Directions
Tell me how many lines in the data include "panel", and keep the reply to that number.

Material provided

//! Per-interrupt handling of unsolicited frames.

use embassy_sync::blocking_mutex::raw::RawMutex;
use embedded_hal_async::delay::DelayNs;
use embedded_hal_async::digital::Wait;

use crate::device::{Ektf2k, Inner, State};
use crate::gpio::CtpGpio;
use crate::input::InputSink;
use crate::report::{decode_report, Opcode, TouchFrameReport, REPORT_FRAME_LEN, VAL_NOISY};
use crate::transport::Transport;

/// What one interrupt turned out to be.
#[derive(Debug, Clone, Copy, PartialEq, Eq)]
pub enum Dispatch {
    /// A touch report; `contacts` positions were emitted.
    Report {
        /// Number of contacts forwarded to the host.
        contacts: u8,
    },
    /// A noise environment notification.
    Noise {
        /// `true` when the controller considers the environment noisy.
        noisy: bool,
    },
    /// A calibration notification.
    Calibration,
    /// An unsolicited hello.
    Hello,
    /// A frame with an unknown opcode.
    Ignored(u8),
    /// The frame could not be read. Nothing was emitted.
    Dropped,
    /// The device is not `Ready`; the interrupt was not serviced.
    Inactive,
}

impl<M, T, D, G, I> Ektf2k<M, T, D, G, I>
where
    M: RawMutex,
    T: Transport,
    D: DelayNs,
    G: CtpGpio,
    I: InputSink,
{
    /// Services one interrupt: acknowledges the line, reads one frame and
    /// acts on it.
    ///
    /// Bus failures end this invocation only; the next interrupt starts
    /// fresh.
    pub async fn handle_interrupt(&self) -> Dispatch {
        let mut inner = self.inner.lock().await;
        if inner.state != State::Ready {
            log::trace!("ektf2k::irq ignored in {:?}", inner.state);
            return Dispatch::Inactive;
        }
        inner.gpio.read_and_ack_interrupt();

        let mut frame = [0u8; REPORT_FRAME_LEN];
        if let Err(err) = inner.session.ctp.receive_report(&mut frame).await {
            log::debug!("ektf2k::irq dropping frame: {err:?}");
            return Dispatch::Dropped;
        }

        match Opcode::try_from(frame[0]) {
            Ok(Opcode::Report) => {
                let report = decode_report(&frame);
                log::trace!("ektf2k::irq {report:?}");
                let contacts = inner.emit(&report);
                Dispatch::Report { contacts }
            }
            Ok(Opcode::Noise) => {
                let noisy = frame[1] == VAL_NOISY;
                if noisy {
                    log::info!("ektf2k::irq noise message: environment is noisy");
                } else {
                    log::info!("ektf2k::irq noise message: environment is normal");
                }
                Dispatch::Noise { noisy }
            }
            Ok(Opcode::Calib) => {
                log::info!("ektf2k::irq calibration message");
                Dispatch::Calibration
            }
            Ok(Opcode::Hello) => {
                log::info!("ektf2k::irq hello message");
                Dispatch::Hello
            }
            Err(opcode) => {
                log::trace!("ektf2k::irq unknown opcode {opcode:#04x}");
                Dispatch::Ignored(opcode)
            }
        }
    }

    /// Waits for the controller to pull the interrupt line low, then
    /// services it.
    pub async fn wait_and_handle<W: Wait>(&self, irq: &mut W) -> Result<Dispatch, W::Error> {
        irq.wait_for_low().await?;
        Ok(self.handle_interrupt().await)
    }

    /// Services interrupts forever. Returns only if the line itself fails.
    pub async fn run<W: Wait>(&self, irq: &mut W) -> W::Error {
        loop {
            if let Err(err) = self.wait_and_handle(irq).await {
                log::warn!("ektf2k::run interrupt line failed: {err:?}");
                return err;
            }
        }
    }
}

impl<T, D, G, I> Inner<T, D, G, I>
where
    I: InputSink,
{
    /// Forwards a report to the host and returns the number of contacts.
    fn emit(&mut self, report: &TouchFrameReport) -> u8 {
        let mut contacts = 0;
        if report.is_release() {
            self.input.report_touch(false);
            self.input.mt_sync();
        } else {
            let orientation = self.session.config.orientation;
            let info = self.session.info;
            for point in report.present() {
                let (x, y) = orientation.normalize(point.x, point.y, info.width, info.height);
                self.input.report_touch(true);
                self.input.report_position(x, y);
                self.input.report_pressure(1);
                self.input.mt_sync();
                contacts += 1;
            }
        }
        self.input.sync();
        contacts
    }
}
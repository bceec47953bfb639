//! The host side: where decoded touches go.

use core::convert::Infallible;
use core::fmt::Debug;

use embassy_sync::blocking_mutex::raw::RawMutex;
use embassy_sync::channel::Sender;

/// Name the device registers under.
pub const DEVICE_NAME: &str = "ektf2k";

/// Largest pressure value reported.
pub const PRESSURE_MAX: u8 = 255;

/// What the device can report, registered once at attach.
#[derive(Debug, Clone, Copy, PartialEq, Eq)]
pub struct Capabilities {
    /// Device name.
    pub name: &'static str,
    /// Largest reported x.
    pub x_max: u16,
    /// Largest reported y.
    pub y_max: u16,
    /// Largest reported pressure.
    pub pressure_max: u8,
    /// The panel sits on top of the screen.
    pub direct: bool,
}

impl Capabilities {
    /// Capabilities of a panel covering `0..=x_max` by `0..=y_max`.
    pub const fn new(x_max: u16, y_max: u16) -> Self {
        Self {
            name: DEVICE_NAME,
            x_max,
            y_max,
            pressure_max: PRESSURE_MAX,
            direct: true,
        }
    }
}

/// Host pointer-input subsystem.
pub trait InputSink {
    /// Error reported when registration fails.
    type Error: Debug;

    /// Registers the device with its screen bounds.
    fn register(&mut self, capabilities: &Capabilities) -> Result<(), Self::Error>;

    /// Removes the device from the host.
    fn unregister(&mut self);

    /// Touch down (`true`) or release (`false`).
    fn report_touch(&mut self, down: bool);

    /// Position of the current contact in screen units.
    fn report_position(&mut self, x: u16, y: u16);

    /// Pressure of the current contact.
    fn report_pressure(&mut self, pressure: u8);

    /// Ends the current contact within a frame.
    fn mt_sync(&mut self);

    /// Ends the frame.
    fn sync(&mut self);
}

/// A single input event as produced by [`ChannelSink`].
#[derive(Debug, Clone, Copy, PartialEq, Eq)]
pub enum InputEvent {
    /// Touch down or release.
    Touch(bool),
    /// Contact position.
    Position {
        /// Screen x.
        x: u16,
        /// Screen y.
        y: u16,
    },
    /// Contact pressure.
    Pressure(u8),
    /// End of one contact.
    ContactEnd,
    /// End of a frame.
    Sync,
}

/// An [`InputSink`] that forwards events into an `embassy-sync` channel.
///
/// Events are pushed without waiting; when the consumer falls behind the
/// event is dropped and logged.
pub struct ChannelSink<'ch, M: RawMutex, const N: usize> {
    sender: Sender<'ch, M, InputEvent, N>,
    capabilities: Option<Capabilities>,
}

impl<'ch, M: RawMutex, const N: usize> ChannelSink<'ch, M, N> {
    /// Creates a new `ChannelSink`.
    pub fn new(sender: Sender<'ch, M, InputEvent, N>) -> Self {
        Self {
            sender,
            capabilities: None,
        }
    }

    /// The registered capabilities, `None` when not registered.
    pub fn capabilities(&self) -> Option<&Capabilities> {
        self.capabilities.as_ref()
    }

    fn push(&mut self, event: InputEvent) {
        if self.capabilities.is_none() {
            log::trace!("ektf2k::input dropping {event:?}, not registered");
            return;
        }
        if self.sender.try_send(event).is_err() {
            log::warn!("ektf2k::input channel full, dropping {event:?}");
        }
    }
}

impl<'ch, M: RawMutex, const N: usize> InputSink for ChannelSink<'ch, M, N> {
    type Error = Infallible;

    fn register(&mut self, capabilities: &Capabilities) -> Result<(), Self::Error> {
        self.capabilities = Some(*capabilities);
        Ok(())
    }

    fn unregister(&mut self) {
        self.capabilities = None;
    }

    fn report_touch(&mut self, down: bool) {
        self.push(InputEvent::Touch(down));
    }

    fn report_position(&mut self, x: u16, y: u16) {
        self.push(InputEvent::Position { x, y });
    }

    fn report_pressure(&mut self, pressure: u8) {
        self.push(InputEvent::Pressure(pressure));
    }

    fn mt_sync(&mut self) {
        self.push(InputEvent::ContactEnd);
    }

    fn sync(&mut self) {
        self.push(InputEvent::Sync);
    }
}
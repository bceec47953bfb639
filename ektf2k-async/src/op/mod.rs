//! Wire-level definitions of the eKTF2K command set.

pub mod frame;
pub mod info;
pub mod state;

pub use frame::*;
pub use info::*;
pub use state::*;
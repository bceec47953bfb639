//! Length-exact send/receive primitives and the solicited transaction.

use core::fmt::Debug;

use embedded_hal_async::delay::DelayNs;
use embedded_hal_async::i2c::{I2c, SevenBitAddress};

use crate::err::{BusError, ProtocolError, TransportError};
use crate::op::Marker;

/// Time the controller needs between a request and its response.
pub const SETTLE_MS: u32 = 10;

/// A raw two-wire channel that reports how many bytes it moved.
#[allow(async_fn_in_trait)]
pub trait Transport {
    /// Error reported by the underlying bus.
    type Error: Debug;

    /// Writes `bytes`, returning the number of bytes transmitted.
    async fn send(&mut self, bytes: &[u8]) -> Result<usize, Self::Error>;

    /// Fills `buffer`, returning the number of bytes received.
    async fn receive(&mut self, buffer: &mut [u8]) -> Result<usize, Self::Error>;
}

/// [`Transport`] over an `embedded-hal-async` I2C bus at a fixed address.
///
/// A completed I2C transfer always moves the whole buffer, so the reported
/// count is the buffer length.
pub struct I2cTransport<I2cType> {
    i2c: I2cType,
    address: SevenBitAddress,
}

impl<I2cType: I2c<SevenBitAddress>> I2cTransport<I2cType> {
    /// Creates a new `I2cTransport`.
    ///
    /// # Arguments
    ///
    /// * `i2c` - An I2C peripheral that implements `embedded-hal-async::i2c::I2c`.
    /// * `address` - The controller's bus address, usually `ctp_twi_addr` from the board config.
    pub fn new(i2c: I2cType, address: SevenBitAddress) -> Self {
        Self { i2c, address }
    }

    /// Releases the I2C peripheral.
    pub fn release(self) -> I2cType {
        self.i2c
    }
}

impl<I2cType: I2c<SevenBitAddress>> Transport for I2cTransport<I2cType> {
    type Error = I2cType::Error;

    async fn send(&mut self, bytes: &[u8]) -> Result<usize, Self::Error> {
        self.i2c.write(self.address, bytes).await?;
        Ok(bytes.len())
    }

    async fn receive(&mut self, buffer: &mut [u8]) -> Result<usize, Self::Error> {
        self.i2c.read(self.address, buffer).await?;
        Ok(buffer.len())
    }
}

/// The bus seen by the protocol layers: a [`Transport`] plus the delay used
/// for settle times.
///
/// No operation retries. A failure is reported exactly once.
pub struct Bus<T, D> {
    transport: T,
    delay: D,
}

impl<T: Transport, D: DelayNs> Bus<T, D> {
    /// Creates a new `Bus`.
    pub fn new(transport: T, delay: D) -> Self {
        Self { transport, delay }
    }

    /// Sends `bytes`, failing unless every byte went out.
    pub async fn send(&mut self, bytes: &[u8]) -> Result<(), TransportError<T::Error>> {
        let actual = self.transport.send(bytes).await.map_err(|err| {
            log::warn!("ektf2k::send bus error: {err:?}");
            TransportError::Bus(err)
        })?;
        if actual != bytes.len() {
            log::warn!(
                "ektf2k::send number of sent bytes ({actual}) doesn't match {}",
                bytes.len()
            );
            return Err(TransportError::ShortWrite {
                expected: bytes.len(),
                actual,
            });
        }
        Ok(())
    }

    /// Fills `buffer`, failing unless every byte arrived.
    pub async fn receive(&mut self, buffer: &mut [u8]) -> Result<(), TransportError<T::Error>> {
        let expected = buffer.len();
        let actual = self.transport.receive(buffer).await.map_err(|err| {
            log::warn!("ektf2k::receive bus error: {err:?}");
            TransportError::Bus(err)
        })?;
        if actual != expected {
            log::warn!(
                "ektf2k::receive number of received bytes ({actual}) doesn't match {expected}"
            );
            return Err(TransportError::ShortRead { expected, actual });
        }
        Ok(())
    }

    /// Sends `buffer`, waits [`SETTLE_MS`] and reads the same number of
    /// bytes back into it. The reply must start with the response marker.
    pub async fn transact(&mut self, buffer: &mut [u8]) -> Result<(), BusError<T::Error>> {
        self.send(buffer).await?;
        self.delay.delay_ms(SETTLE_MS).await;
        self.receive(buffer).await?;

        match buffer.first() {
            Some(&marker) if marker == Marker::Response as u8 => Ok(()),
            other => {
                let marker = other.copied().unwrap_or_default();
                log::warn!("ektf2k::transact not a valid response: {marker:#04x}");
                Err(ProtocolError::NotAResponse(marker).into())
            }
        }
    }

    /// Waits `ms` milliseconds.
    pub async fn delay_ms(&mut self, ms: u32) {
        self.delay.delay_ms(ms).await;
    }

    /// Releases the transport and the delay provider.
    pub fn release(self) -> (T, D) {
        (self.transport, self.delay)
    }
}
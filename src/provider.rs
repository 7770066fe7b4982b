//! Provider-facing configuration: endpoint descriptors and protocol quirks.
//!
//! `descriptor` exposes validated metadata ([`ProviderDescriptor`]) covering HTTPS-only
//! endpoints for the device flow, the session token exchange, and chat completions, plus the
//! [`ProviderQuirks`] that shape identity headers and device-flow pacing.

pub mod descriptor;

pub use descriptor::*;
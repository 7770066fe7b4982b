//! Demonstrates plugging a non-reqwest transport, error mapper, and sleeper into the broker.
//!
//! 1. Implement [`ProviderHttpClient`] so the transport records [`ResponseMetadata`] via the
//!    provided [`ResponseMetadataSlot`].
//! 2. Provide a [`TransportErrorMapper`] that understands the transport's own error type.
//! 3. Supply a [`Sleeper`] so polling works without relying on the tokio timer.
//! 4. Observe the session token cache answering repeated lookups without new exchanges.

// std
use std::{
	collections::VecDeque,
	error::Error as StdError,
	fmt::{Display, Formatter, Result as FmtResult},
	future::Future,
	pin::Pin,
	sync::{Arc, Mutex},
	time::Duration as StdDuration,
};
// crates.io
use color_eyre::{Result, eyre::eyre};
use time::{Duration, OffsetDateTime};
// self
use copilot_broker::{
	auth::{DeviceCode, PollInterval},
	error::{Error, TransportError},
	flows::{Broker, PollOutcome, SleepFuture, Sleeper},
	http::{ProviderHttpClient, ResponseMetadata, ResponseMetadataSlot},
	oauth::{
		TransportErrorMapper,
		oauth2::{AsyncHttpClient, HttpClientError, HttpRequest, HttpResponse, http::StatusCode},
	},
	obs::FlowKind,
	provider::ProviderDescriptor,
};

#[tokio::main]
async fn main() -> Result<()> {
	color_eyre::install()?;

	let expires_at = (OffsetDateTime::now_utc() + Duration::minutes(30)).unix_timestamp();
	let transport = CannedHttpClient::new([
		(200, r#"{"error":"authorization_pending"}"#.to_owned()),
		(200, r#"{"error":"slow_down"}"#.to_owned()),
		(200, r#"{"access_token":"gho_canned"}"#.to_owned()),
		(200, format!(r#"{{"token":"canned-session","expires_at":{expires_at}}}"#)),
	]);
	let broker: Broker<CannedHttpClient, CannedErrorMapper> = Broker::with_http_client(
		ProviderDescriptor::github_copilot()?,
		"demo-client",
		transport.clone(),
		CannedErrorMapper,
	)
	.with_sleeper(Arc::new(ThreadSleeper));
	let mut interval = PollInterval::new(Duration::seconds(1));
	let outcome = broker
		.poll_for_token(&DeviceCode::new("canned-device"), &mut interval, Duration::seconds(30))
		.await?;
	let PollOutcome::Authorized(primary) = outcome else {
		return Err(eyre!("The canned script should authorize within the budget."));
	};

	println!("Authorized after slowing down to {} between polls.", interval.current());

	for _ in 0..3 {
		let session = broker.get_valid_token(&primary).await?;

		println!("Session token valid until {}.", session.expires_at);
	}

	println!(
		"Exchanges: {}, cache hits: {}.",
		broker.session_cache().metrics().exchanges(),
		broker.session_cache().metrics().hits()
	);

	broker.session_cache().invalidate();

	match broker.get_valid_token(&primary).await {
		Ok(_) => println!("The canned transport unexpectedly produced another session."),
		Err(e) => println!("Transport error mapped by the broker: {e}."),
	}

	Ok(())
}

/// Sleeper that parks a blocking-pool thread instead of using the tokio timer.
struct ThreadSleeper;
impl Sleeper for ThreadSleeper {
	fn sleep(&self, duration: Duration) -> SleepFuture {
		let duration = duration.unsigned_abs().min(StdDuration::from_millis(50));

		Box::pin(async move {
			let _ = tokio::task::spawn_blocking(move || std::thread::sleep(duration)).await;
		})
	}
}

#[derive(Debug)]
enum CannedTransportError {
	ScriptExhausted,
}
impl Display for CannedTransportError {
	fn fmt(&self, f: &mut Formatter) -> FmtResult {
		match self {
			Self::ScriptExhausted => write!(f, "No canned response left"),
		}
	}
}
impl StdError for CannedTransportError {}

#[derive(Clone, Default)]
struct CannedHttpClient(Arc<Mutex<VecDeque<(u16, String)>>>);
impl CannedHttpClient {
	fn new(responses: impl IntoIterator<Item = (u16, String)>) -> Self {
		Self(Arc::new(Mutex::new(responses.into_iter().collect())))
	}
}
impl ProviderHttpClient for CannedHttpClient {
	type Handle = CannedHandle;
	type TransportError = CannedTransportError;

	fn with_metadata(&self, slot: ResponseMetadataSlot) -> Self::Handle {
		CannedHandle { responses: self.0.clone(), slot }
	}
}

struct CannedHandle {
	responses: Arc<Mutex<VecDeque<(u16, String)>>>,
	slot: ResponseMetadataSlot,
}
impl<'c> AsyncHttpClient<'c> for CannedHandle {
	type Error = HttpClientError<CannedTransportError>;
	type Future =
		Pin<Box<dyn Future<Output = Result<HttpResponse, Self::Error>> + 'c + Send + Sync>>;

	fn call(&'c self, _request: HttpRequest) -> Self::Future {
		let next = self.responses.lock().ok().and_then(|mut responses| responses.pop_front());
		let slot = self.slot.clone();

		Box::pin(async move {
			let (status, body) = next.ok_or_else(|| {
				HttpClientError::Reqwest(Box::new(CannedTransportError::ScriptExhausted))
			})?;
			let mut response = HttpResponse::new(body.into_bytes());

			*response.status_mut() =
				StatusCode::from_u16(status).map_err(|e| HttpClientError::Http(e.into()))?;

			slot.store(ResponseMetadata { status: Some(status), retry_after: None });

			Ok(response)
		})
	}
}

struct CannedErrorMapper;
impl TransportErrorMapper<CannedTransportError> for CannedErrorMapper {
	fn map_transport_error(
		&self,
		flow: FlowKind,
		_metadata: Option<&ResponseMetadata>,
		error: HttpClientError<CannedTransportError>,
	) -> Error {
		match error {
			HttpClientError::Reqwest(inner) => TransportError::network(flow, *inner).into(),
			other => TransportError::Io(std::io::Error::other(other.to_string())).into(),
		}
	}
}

Answer to the exercise
2